Présents: Florence Naugrette, Claude Millet, Franck Laurent, Bertrand Abraham, Guy Rosa, Jacques Seebacher, Arnaud Laster, Delphine Gleizes, Myriam Roman, Valérie Presselin, Jean-Marc Hovasse, Françoise Sylvos, Colette Gryner, Marie Tapié, Philippe Andrès, Véronique Dufief, Pierre Georgel.

Excusés: Ludmila Wurtz, David Charles, Bernard Leuilliot.


Informations

*Guy Rosa signale qu'il a pris contact, comme le Groupe l'y avait invité, avec l'Ambassade de France à Hanoi au sujet des célébrations de la francophonie au Vietnam.
[Entre temps, la réponse est parvenue, sous le timbre majestueux de la République Française; Ambassade de France à Hanoi. Service culturel et de coopération scientifique et technique : «... M. Robert Lacombe, notre Attaché du Livre, plus spécialement chargé de tout ce qui concerne la littérature française à Hanoi, m'a assuré qu'il s'informerait et se mettrait, le cas échéant, en contact avec vous, mais il semblerait a priori que la rumeur dont vous faites état (sur la place qui pourrait être faite à Hugo dans ce cadre -NDLR) ne corresponde à aucune réalité. »
Ma foi, que faire si ça ne correspond à aucune réalité? Good luck!]
[Et puis, non! Je vais tout de même répondre qu'il n'est pas absolument évident que Hugo ne corresponde à aucune réalité pour un sommet de la francophonie à Hanoi. La suite au prochain Groupugo.]

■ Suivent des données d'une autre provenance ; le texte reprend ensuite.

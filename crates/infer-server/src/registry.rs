//! Session registry: bounded, expiring map of open inference sessions.
//!
//! Two levels of locking:
//! - one global critical section (a `parking_lot::Mutex` around the [`TimedStore`])
//!   covering capacity checks, insertion, lookup-with-refresh and removal. It is held
//!   for map operations and the engine's `open_session` only, never across an
//!   `.await` or a generation;
//! - one async mutex per session guarding its engine [`Session`]. Generations on the
//!   same session queue on it in FIFO order; different sessions never contend.
//!
//! The engine session sits in an `Option` inside its lock. Releasing a session
//! (explicit close, expiry sweep or shutdown) takes it out under that lock and hands
//! it to [`LanguageModel::close_session`], so it is closed exactly once and any lease
//! acquired afterwards sees the slot empty.

use std::fmt;
use std::str::FromStr;
use std::sync::Arc;
use std::time::{Duration, Instant};

use infer_engine::{LanguageModel, Session};
use parking_lot::Mutex;
use tokio::sync::{Mutex as AsyncMutex, OwnedMappedMutexGuard, OwnedMutexGuard};
use tokio::task::JoinHandle;
use tokio_util::sync::CancellationToken;
use tracing::{debug, info, warn};
use uuid::Uuid;

use crate::catalog::ModelCatalog;
use crate::clock::Clock;
use crate::error::{Result, ServerError};
use crate::timed_store::TimedStore;

/// Opaque session handle given to clients. Rendered as 32 lowercase hex digits.
#[derive(Debug, Clone, Copy, PartialEq, Eq, Hash, PartialOrd, Ord)]
pub struct SessionId(Uuid);

impl SessionId {
    pub fn new() -> Self {
        Self(Uuid::new_v4())
    }
}

impl Default for SessionId {
    fn default() -> Self {
        Self::new()
    }
}

impl fmt::Display for SessionId {
    fn fmt(&self, f: &mut fmt::Formatter<'_>) -> fmt::Result {
        write!(f, "{}", self.0.simple())
    }
}

impl FromStr for SessionId {
    type Err = ServerError;

    /// Malformed ids cannot name a live session, so they report as not found.
    fn from_str(s: &str) -> Result<Self> {
        Uuid::parse_str(s.trim())
            .map(Self)
            .map_err(|_| ServerError::SessionNotFound(s.to_string()))
    }
}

*A noter la parution d'un excellent article &Alain Vaillant, "La latinité hugolienne: bouche d'ombre et langue morte", publié dans La réception du latin du XIXe siècle à nos J . ours, aux Presses universitaires d'Angers, dont G. Rosa tente de donner un trop rapide aperçu.

*Frank Wilhelm, dans un courrier adressé au Groupe, remarque que dans un roman inédit de Malraux, le Règne du malin, publié dans le troisième tome de œuvres complètes dans la Pléiade et dont la rédaction a été simultanée à celle de la Voie royale, un personnage raconte diverses anecdotes sur le vieil Hugo.
Frank Wilhelm signale par ailleurs l'existence d'une très intéressante plaquette intitulée Malraux publiée en 1996 par le Ministère des Affaires étrangères, comportant une liste des références culturelles chez l'auteur de la Condition humaine.
Il faudrait, note-t-on dans le groupe, travailler la question des rapports de Malraux et de Victor Hugo [Ce rapprochement évidemment justifié est l'objet d'un PHD en cours.]. Sur les murs du métro actuellement, on peut lire un texte de Malraux citant Hugo. Et Jacques Seebacher remarque que Malraux, panthéonisé en ce jour, l'est en qualité «homme politique et non d'écrivain comme l'avait été Hugo.
Enfin, l'association des amis de Victor Hugo à Vianden a renouvelé son conseil d'administration dont le vice président est désormais Frank Wilhelm.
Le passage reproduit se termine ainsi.